Task
Go through the entries below and print, exactly, the lines starting at the one with "recent solve request." and ending at the one with "is left unchanged.", keeping both ends and no others.

Stored entries:
- - - - - - -

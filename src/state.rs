//! Command and query surface of the maze core.
//!
//! This module ties the grid and the solver together. The editor drives a [`Maze`] through its
//! commands and reads the layout, the distance field and the last path back for rendering.

use rand::Rng;

use crate::{
    model::MazeGrid,
    solver::{self, DistanceField, Path},
    types::{Coord, GridError, SolveError},
};

/// Progress of the most recent solve request.
///
/// Any edit of the grid returns the maze to [`Phase::Idle`]. [`Maze::solve`] computes distances
/// and the path in one call, so a phase with distances but no path verdict is never observable.
#[derive(Clone, Copy, Debug, Default, PartialEq, Eq)]
pub enum Phase {
    /// Nothing solved since the last edit.
    #[default]
    Idle,
    /// Distances were computed and a shortest path was found and marked.
    PathFound,
    /// Distances were computed but the end point cannot be reached from the start point.
    PathAbsent,
}

/// Maze layout together with the results of its last solve.
#[derive(Clone, Debug)]
pub struct Maze {
    /// Layout being edited.
    grid: MazeGrid,
    /// Distances of the last solve, all unreached while idle.
    distances: DistanceField,
    /// Path of the last successful solve.
    path: Option<Path>,
    /// Progress of the last solve.
    phase: Phase,
}

impl Maze {
    /// Builds an empty, unsolved maze.
    ///
    /// # Errors
    ///
    /// This function returns [`GridError::InvalidDimension`] for unusable dimensions.
    pub fn new(rows: usize, cols: usize) -> Result<Self, GridError> {
        let grid = MazeGrid::new(rows, cols)?;
        let distances = DistanceField::for_grid(&grid);

        Ok(Self {
            grid,
            distances,
            path: None,
            phase: Phase::Idle,
        })
    }

    /// Returns the current layout.
    #[must_use]
    pub const fn grid(&self) -> &MazeGrid {
        &self.grid
    }

    /// Returns the distance field of the last solve.
    #[must_use]
    pub const fn distances(&self) -> &DistanceField {
        &self.distances
    }

    /// Returns the path of the last solve, if one was found.
    #[must_use]
    pub const fn path(&self) -> Option<&Path> {
        self.path.as_ref()
    }

    /// Returns the progress of the last solve.
    #[must_use]
    pub const fn phase(&self) -> Phase {
        self.phase
    }

    /// Reinitializes the maze with new dimensions.
    ///
    /// # Errors
    ///
    /// This function returns [`GridError::InvalidDimension`]; the maze is left unchanged.
    pub fn resize(&mut self, rows: usize, cols: usize) -> Result<(), GridError> {
        self.grid.resize(rows, cols)?;
        self.invalidate();

        Ok(())
    }

    /// Flips an obstacle at the coordinate.
    ///
    /// # Errors
    ///
    /// This function forwards the rejections of [`MazeGrid::toggle_obstacle`].
    pub fn toggle_obstacle(&mut self, coord: Coord) -> Result<(), GridError> {
        self.grid.toggle_obstacle(coord)?;
        self.invalidate();

        Ok(())
    }

    /// Places the start point.
    ///
    /// # Errors
    ///
    /// This function returns [`GridError::OutOfBounds`] for a coordinate outside the grid.
    pub fn set_start(&mut self, coord: Coord) -> Result<(), GridError> {
        self.grid.set_start(coord)?;
        self.invalidate();

        Ok(())
    }

    /// Places the end point.
    ///
    /// # Errors
    ///
    /// This function returns [`GridError::OutOfBounds`] for a coordinate outside the grid.
    pub fn set_end(&mut self, coord: Coord) -> Result<(), GridError> {
        self.grid.set_end(coord)?;
        self.invalidate();

        Ok(())
    }

    /// Replaces the layout with random obstacles.
    ///
    /// # Errors
    ///
    /// This function returns [`GridError::InvalidProbability`] for a probability outside `[0, 1]`.
    pub fn generate_random<R: Rng>(
        &mut self,
        probability: f64,
        rng: &mut R,
    ) -> Result<(), GridError> {
        self.grid.generate_random(probability, rng)?;
        self.invalidate();

        Ok(())
    }

    /// Clears the layout at the current dimensions.
    pub fn reset(&mut self) {
        self.grid.reset();
        self.invalidate();
    }

    /// Computes distances, reconstructs the shortest path and marks it on the grid.
    ///
    /// An unreachable end point is an expected outcome and is reported as
    /// [`Phase::PathAbsent`], with the computed distances kept for display.
    ///
    /// # Errors
    ///
    /// This function returns [`SolveError::NoOrigin`] or [`SolveError::NoDestination`] when a role
    /// is missing. Nothing is computed then and the previous results stay cleared.
    pub fn solve(&mut self) -> Result<Phase, SolveError> {
        self.invalidate();

        if self.grid.start().is_none() {
            return Err(SolveError::NoOrigin);
        }
        self.distances = solver::compute_distance_field(&self.grid)?;

        match solver::find_path(&self.grid, &self.distances) {
            Ok(path) => {
                if self.grid.mark_path(path.cells()).is_err() {
                    return Err(SolveError::FieldMismatch);
                }
                self.path = Some(path);
                self.phase = Phase::PathFound;
            }
            Err(SolveError::Unreachable) => self.phase = Phase::PathAbsent,
            Err(err) => return Err(err),
        }

        Ok(self.phase)
    }

    /// Drops every result derived from the previous layout.
    fn invalidate(&mut self) {
        self.grid.clear_path_markers();
        self.distances = DistanceField::for_grid(&self.grid);
        self.path = None;
        self.phase = Phase::Idle;
    }
}

#[cfg(test)]
mod tests {
    use rand::{rngs::StdRng, SeedableRng as _};

    use super::*;
    use crate::types::Cell;

    /// Builds a maze with the start at the top-left and the end at the top-right corner.
    fn corridor_maze() -> Maze {
        let mut maze = Maze::new(3, 3).expect("maze should be created");
        maze.set_start(Coord::new(0, 0)).expect("start should be placed");
        maze.set_end(Coord::new(2, 0)).expect("end should be placed");
        maze
    }

    #[test]
    fn test_new_maze_is_idle() {
        let maze = Maze::new(4, 5).expect("maze should be created");

        assert_eq!(maze.phase(), Phase::Idle);
        assert!(maze.path().is_none());
        assert!(maze.distances().is_unsolved());
        assert_eq!(maze.distances().rows(), 4);
        assert_eq!(maze.distances().cols(), 5);
    }

    #[test]
    fn test_solve_marks_path() {
        let mut maze = corridor_maze();
        maze.toggle_obstacle(Coord::new(1, 0))
            .expect("toggle should succeed");

        assert_eq!(maze.solve(), Ok(Phase::PathFound));

        let path = maze.path().expect("path should be stored");
        assert_eq!(path.len(), 5);
        for coord in &path.cells()[1..4] {
            assert_eq!(maze.grid().cell(*coord), Some(Cell::Path));
        }
        assert_eq!(maze.grid().cell(Coord::new(0, 0)), Some(Cell::Start));
        assert_eq!(maze.grid().cell(Coord::new(2, 0)), Some(Cell::End));
        assert_eq!(maze.distances().distance(Coord::new(0, 0)), Some(4));
    }

    #[test]
    fn test_solve_without_start() {
        let mut maze = corridor_maze();
        assert_eq!(maze.solve(), Ok(Phase::PathFound));

        maze.resize(3, 3).expect("resize should succeed");
        maze.set_end(Coord::new(1, 1)).expect("end should be placed");

        assert_eq!(maze.solve(), Err(SolveError::NoOrigin));
        assert!(maze.distances().is_unsolved());
        assert!(maze.path().is_none());
        assert_eq!(maze.phase(), Phase::Idle);
    }

    #[test]
    fn test_solve_without_end() {
        let mut maze = Maze::new(2, 2).expect("maze should be created");
        maze.set_start(Coord::new(0, 0)).expect("start should be placed");

        assert_eq!(maze.solve(), Err(SolveError::NoDestination));
        assert!(maze.distances().is_unsolved());
    }

    #[test]
    fn test_solve_unreachable_is_not_an_error() {
        let mut maze = corridor_maze();
        for coord in [Coord::new(1, 0), Coord::new(1, 1), Coord::new(1, 2)] {
            maze.toggle_obstacle(coord).expect("toggle should succeed");
        }

        assert_eq!(maze.solve(), Ok(Phase::PathAbsent));
        assert!(maze.path().is_none());
        assert!(!maze.grid().has_path_markers());
        assert_eq!(maze.distances().distance(Coord::new(2, 2)), Some(2));
        assert_eq!(maze.distances().distance(Coord::new(0, 0)), None);
    }

    #[test]
    fn test_edits_invalidate_results() {
        let mut maze = corridor_maze();

        assert_eq!(maze.solve(), Ok(Phase::PathFound));
        maze.toggle_obstacle(Coord::new(0, 2))
            .expect("toggle should succeed");
        assert_eq!(maze.phase(), Phase::Idle);
        assert!(maze.distances().is_unsolved());
        assert!(!maze.grid().has_path_markers());

        assert_eq!(maze.solve(), Ok(Phase::PathFound));
        maze.reset();
        assert!(maze.distances().is_unsolved());
        assert!(maze.path().is_none());

        maze.set_start(Coord::new(0, 0)).expect("start should be placed");
        maze.set_end(Coord::new(2, 2)).expect("end should be placed");
        assert_eq!(maze.solve(), Ok(Phase::PathFound));
        maze.resize(4, 2).expect("resize should succeed");
        assert!(maze.distances().is_unsolved());
        assert_eq!(maze.distances().rows(), 4);
        assert_eq!(maze.distances().cols(), 2);
    }

    #[test]
    fn test_failed_command_keeps_results() {
        let mut maze = corridor_maze();
        assert_eq!(maze.solve(), Ok(Phase::PathFound));

        assert!(maze.resize(0, 0).is_err());
        assert!(maze.toggle_obstacle(Coord::new(0, 0)).is_err());

        assert_eq!(maze.phase(), Phase::PathFound);
        assert!(maze.path().is_some());
    }

    #[test]
    fn test_generate_random_clears_roles() {
        let mut maze = corridor_maze();
        assert_eq!(maze.solve(), Ok(Phase::PathFound));

        maze.generate_random(0.5, &mut StdRng::seed_from_u64(3))
            .expect("generation should succeed");

        assert_eq!(maze.grid().start(), None);
        assert_eq!(maze.grid().end(), None);
        assert!(maze.distances().is_unsolved());
        assert_eq!(maze.solve(), Err(SolveError::NoOrigin));
    }

    #[test]
    fn test_resolve_is_stable() {
        let mut maze = corridor_maze();
        maze.toggle_obstacle(Coord::new(1, 0))
            .expect("toggle should succeed");

        assert_eq!(maze.solve(), Ok(Phase::PathFound));
        let first = maze.path().cloned();
        let distances = maze.distances().clone();
        assert_eq!(maze.solve(), Ok(Phase::PathFound));

        assert_eq!(maze.path().cloned(), first);
        assert_eq!(maze.distances(), &distances);
    }
}
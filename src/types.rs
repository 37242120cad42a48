//! Value types shared by the maze core and the terminal editor.

use std::fmt;

/// Grid coordinate.
///
/// This structure addresses a single cell of the maze as a column `x` and a row `y`, both counted
/// from the top-left corner. A coordinate on its own carries no bounds; the grid checks it against
/// its dimensions before accepting it.
#[derive(Clone, Copy, Debug, Default, PartialEq, Eq, Hash)]
pub struct Coord {
    /// Column index, growing to the right.
    pub x: usize,
    /// Row index, growing downwards.
    pub y: usize,
}

impl Coord {
    /// Builds a coordinate from a column and a row.
    #[must_use]
    pub const fn new(x: usize, y: usize) -> Self {
        Self { x, y }
    }

    /// Returns the coordinate displaced by the given signed offset.
    ///
    /// This function yields [`None`] when the displacement would leave the non-negative quadrant.
    /// The upper bounds are not checked here.
    #[must_use]
    pub const fn offset(self, dx: isize, dy: isize) -> Option<Self> {
        let Some(x) = self.x.checked_add_signed(dx) else {
            return None;
        };
        let Some(y) = self.y.checked_add_signed(dy) else {
            return None;
        };

        Some(Self { x, y })
    }
}

impl fmt::Display for Coord {
    fn fmt(&self, f: &mut fmt::Formatter<'_>) -> fmt::Result {
        write!(f, "({}, {})", self.x, self.y)
    }
}

/// Classification of a single maze cell.
///
/// This enumeration replaces the numeric cell codes of a flat integer grid with one explicit role
/// per cell. Distances are never stored here; they live in a separate distance field.
#[derive(Clone, Copy, Debug, Default, PartialEq, Eq)]
pub enum Cell {
    /// Walkable cell without any role.
    #[default]
    Empty,
    /// Blocked cell that no path may cross.
    Obstacle,
    /// Cell holding the start role.
    Start,
    /// Cell holding the end role.
    End,
    /// Walkable cell that belongs to the last solved path.
    ///
    /// This variant is a transient marker. Every edit of the grid turns it back into
    /// [`Cell::Empty`].
    Path,
}

impl Cell {
    /// Returns whether a path may step onto this cell.
    #[must_use]
    pub const fn is_walkable(self) -> bool {
        !matches!(self, Self::Obstacle)
    }

    /// Returns whether the cell holds the start or end role.
    #[must_use]
    pub const fn is_role(self) -> bool {
        matches!(self, Self::Start | Self::End)
    }
}

/// Editing modes available in the terminal editor.
///
/// This enumeration selects what applying an edit at the cursor does.
#[derive(Clone, Copy, Debug, Default, PartialEq, Eq)]
pub enum EditMode {
    /// Flip the cell under the cursor between empty and obstacle.
    #[default]
    Obstacle,
    /// Place the start point under the cursor.
    Start,
    /// Place the end point under the cursor.
    End,
}

impl EditMode {
    /// Returns the string representation of the mode, as shown in the status line.
    #[must_use]
    pub const fn repr(self) -> &'static str {
        match self {
            Self::Obstacle => "toggle obstacle",
            Self::Start => "start",
            Self::End => "end",
        }
    }
}

/// Rejections reported by grid editing commands.
///
/// Every variant leaves the grid exactly as it was before the command.
#[derive(Clone, Copy, Debug, PartialEq)]
pub enum GridError {
    /// A resize asked for zero rows or columns, or for more cells than distances can count.
    InvalidDimension {
        /// Requested number of rows.
        rows: usize,
        /// Requested number of columns.
        cols: usize,
    },
    /// A coordinate lies outside the grid.
    OutOfBounds(Coord),
    /// An obstacle toggle targeted a cell that holds the start or end role.
    RoleCell(Coord),
    /// A random layout was requested with a probability outside `[0, 1]`.
    InvalidProbability(f64),
}

impl fmt::Display for GridError {
    fn fmt(&self, f: &mut fmt::Formatter<'_>) -> fmt::Result {
        match self {
            Self::InvalidDimension { rows, cols } => {
                write!(f, "invalid dimensions: {rows} rows by {cols} columns")
            }
            Self::OutOfBounds(coord) => write!(f, "coordinate {coord} is outside the grid"),
            Self::RoleCell(coord) => {
                write!(f, "cell {coord} holds the start or end point")
            }
            Self::InvalidProbability(probability) => {
                write!(f, "obstacle probability {probability} is not within [0, 1]")
            }
        }
    }
}

impl std::error::Error for GridError {}

/// Outcomes of a solve that did not produce a path.
///
/// None of these is fatal; the grid stays valid and editable.
#[derive(Clone, Copy, Debug, PartialEq, Eq)]
pub enum SolveError {
    /// No start point is set.
    NoOrigin,
    /// No end point is set.
    NoDestination,
    /// The end point cannot be reached from the start point.
    Unreachable,
    /// The distance field does not have the dimensions of the grid it is used with.
    FieldMismatch,
}

impl fmt::Display for SolveError {
    fn fmt(&self, f: &mut fmt::Formatter<'_>) -> fmt::Result {
        let message = match self {
            Self::NoOrigin => "start point not set",
            Self::NoDestination => "end point not set",
            Self::Unreachable => "no path to the end point",
            Self::FieldMismatch => "distance field does not match the grid dimensions",
        };

        f.write_str(message)
    }
}

impl std::error::Error for SolveError {}
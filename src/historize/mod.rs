//! SCD Type-2 historization of snapshot feeds
//!
//! Given an existing historized table and a freshly arrived snapshot of
//! the same logical entity, compute the new historized table: each
//! business-key row carries a temporal validity interval, changes over
//! time are preserved losslessly, and disappeared keys are closed as
//! technical deletions.
//!
//! The engine is a pure function over in-memory record batches. It opens
//! no files, spawns no tasks and holds no shared state; memory stays
//! proportional to the two inputs.

mod engine;
mod intervals;
mod partition;
mod validate;

pub use engine::{current_snapshot, historize, initial_history};
pub use validate::validate_history;

use crate::schema;
use chrono::{DateTime, Duration, Utc};

/// Options for a historization run
#[derive(Debug, Clone)]
pub struct HistorizeOptions {
    /// Gap between a closed interval's upper bound and the successor's
    /// lower bound. Must be positive; defaults to one millisecond.
    pub offset: Duration,
    /// Upper bound carried by open rows. Defaults to the doomsday
    /// sentinel; any stable far-future instant works, provided it lies
    /// strictly after every reference timestamp the table will see.
    pub doomsday: DateTime<Utc>,
}

impl Default for HistorizeOptions {
    fn default() -> Self {
        Self {
            offset: Duration::milliseconds(1),
            doomsday: schema::doomsday(),
        }
    }
}

#[cfg(test)]
mod tests {
    use super::*;

    #[test]
    fn test_default_options() {
        let options = HistorizeOptions::default();
        assert_eq!(options.offset, Duration::milliseconds(1));
        assert_eq!(
            options.doomsday.timestamp_micros(),
            schema::DOOMSDAY_MICROS
        );
    }
}
//! Error types for histlake

/// Result type alias for histlake operations
pub type Result<T> = std::result::Result<T, Error>;

/// Error types for histlake
///
/// Every error is fatal at the engine boundary: the engine never produces a
/// partially historized table, and identical inputs report the identical
/// error.
#[derive(Debug, thiserror::Error)]
pub enum Error {
    /// Arrow-related errors
    #[error("Arrow error: {0}")]
    Arrow(#[from] arrow_schema::ArrowError),
    /// A column present on both sides carries conflicting types, or the
    /// feed carries a reserved technical column
    #[error("Incompatible schemas: {0}")]
    SchemaIncompatible(String),
    /// The history table is missing or mistypes its technical columns, or
    /// violates interval ordering on input
    #[error("Malformed history: {0}")]
    MalformedHistory(String),
    /// The incoming feed contains duplicate primary keys
    #[error("Feed invariant violated: {0}")]
    FeedInvariantViolated(String),
    /// The history contains more than one open row for the same key
    #[error("History invariant violated: {0}")]
    HistoryInvariantViolated(String),
    /// Configuration errors (empty key, unknown key column, bad offset,
    /// doomsday/reference ordering)
    #[error("Configuration error: {0}")]
    Config(String),
}
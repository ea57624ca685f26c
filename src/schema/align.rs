//! Column-set alignment between a historized table and a snapshot feed
//!
//! Snapshot feeds routinely gain or lose columns over time. Aligning both
//! sides onto one unified schema up front reduces historization to a single
//! uniform-schema comparison. Columns missing on one side are filled with
//! nulls there; technical columns are preserved on the history side only.

use crate::{Error, Result};
use arrow_array::{new_null_array, ArrayRef, RecordBatch};
use arrow_schema::{Field, Schema};
use std::sync::Arc;

/// Align the column sets of `history` and `feed` onto a shared schema.
///
/// Returns `(history, feed)` rebuilt over the unified business schema:
/// columns present on both sides first (in history order), then feed-only
/// columns (in feed order), then history-only columns. A column missing on
/// one side is added there as all-null with its nullability forced true;
/// shared columns take the union of both sides' nullability. The `ignore`
/// columns (the technical timestamps) are excluded from comparison and
/// re-appended unchanged to the history side.
///
/// Fails with [`Error::SchemaIncompatible`] when a shared column carries
/// conflicting types, or when the feed carries an `ignore` column.
pub fn align(
    history: &RecordBatch,
    feed: &RecordBatch,
    ignore: &[&str],
) -> Result<(RecordBatch, RecordBatch)> {
    let history_schema = history.schema();
    let feed_schema = feed.schema();

    for name in ignore {
        if feed_schema.column_with_name(name).is_some() {
            return Err(Error::SchemaIncompatible(format!(
                "feed must not carry reserved column '{}'",
                name
            )));
        }
    }

    let history_business: Vec<&Arc<Field>> = history_schema
        .fields()
        .iter()
        .filter(|f| !ignore.contains(&f.name().as_str()))
        .collect();

    // Shared columns in history order, feed-only appended in feed order,
    // history-only last. Deterministic and independent of row data.
    let mut unified: Vec<Field> = Vec::new();
    for h in &history_business {
        if let Some((_, f)) = feed_schema.column_with_name(h.name()) {
            if h.data_type() != f.data_type() {
                return Err(Error::SchemaIncompatible(format!(
                    "column '{}' is {} in history but {} in feed",
                    h.name(),
                    h.data_type(),
                    f.data_type()
                )));
            }
            unified.push(Field::new(
                h.name(),
                h.data_type().clone(),
                h.is_nullable() || f.is_nullable(),
            ));
        }
    }
    for f in feed_schema.fields() {
        if history_schema.column_with_name(f.name()).is_none() {
            unified.push(Field::new(f.name(), f.data_type().clone(), true));
        }
    }
    for h in &history_business {
        if feed_schema.column_with_name(h.name()).is_none() {
            unified.push(Field::new(h.name(), h.data_type().clone(), true));
        }
    }

    let feed_aligned_schema = Arc::new(Schema::new(unified.clone()));

    let mut history_fields = unified;
    for name in ignore {
        if let Some((idx, _)) = history_schema.column_with_name(name) {
            history_fields.push(history_schema.field(idx).clone());
        }
    }
    let history_aligned_schema = Arc::new(Schema::new(history_fields));

    let history_columns = gather_columns(&history_aligned_schema, history)?;
    let feed_columns = gather_columns(&feed_aligned_schema, feed)?;

    let history_aligned = RecordBatch::try_new(history_aligned_schema, history_columns)?;
    let feed_aligned = RecordBatch::try_new(feed_aligned_schema, feed_columns)?;
    Ok((history_aligned, feed_aligned))
}

/// Project `source` onto `target`, null-filling columns it does not have
fn gather_columns(target: &Schema, source: &RecordBatch) -> Result<Vec<ArrayRef>> {
    let mut columns = Vec::with_capacity(target.fields().len());
    for field in target.fields() {
        match source.column_by_name(field.name()) {
            Some(col) => columns.push(col.clone()),
            None => columns.push(new_null_array(field.data_type(), source.num_rows())),
        }
    }
    Ok(columns)
}
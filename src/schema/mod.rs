//! Schema definitions for historized tables
//!
//! A historized table carries all business columns of the entity plus two
//! reserved technical timestamp columns bounding each row's validity
//! interval. Open rows carry the doomsday sentinel as their upper bound.

mod align;

pub use align::align;

use arrow_schema::{DataType, Field, TimeUnit};
use chrono::{DateTime, Utc};

/// Validity lower bound (inclusive): the instant a row became valid
pub const CAPTURED_FIELD: &str = "captured";
/// Validity upper bound (exclusive): the instant a row ceased being valid
pub const DELIMITED_FIELD: &str = "delimited";

/// Epoch microseconds of the doomsday sentinel, `5875-06-03T00:00:00Z`.
///
/// Open rows carry this value in `delimited`. Downstream consumers must
/// treat it as "currently open", never as a calendar date. Microsecond
/// resolution is deliberate: the sentinel does not fit in an `i64` of
/// nanoseconds.
pub const DOOMSDAY_MICROS: i64 = 123_243_120_000_000_000;

/// The doomsday sentinel as a `DateTime<Utc>`
pub fn doomsday() -> DateTime<Utc> {
    DateTime::from_timestamp_micros(DOOMSDAY_MICROS).unwrap_or(DateTime::<Utc>::MAX_UTC)
}

/// Arrow type of the technical timestamp columns
pub fn technical_timestamp_type() -> DataType {
    DataType::Timestamp(TimeUnit::Microsecond, Some("UTC".into()))
}

/// The `captured` field (non-null)
pub fn captured_field() -> Field {
    Field::new(CAPTURED_FIELD, technical_timestamp_type(), false)
}

/// The `delimited` field (non-null)
pub fn delimited_field() -> Field {
    Field::new(DELIMITED_FIELD, technical_timestamp_type(), false)
}

/// Both technical fields, in output order
pub fn technical_fields() -> [Field; 2] {
    [captured_field(), delimited_field()]
}

/// Whether a column name is reserved for a technical column
pub fn is_technical(name: &str) -> bool {
    name == CAPTURED_FIELD || name == DELIMITED_FIELD
}

#[cfg(test)]
mod tests {
    use super::*;
    use chrono::Datelike;

    #[test]
    fn test_doomsday_is_far_future() {
        let d = doomsday();
        assert_eq!(d.year(), 5875);
        assert_eq!(d.timestamp_micros(), DOOMSDAY_MICROS);
    }

    #[test]
    fn test_technical_fields() {
        let [captured, delimited] = technical_fields();
        assert_eq!(captured.name(), CAPTURED_FIELD);
        assert_eq!(delimited.name(), DELIMITED_FIELD);
        assert!(!captured.is_nullable());
        assert!(!delimited.is_nullable());
        assert_eq!(captured.data_type(), &technical_timestamp_type());
    }

    #[test]
    fn test_is_technical() {
        assert!(is_technical("captured"));
        assert!(is_technical("delimited"));
        assert!(!is_technical("id"));
    }
}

- - - - - - -

Answer to this problem
/// Progress of the most recent solve request.
///
/// Any edit of the grid returns the maze to [`Phase::Idle`]. [`Maze::solve`] computes distances
/// and the path in one call, so a phase with distances but no path verdict is never observable.
#[derive(Clone, Copy, Debug, Default, PartialEq, Eq)]
pub enum Phase {
    /// Nothing solved since the last edit.
    #[default]
    Idle,
    /// Distances were computed and a shortest path was found and marked.
    PathFound,
    /// Distances were computed but the end point cannot be reached from the start point.
    PathAbsent,
}

/// Maze layout together with the results of its last solve.
#[derive(Clone, Debug)]
pub struct Maze {
    /// Layout being edited.
    grid: MazeGrid,
    /// Distances of the last solve, all unreached while idle.
    distances: DistanceField,
    /// Path of the last successful solve.
    path: Option<Path>,
    /// Progress of the last solve.
    phase: Phase,
}

impl Maze {
    /// Builds an empty, unsolved maze.
    ///
    /// # Errors
    ///
    /// This function returns [`GridError::InvalidDimension`] for unusable dimensions.
    pub fn new(rows: usize, cols: usize) -> Result<Self, GridError> {
        let grid = MazeGrid::new(rows, cols)?;
        let distances = DistanceField::for_grid(&grid);

        Ok(Self {
            grid,
            distances,
            path: None,
            phase: Phase::Idle,
        })
    }

    /// Returns the current layout.
    #[must_use]
    pub const fn grid(&self) -> &MazeGrid {
        &self.grid
    }

    /// Returns the distance field of the last solve.
    #[must_use]
    pub const fn distances(&self) -> &DistanceField {
        &self.distances
    }

    /// Returns the path of the last solve, if one was found.
    #[must_use]
    pub const fn path(&self) -> Option<&Path> {
        self.path.as_ref()
    }

    /// Returns the progress of the last solve.
    #[must_use]
    pub const fn phase(&self) -> Phase {
        self.phase
    }

    /// Reinitializes the maze with new dimensions.
    ///
    /// # Errors
    ///
    /// This function returns [`GridError::InvalidDimension`]; the maze is left unchanged.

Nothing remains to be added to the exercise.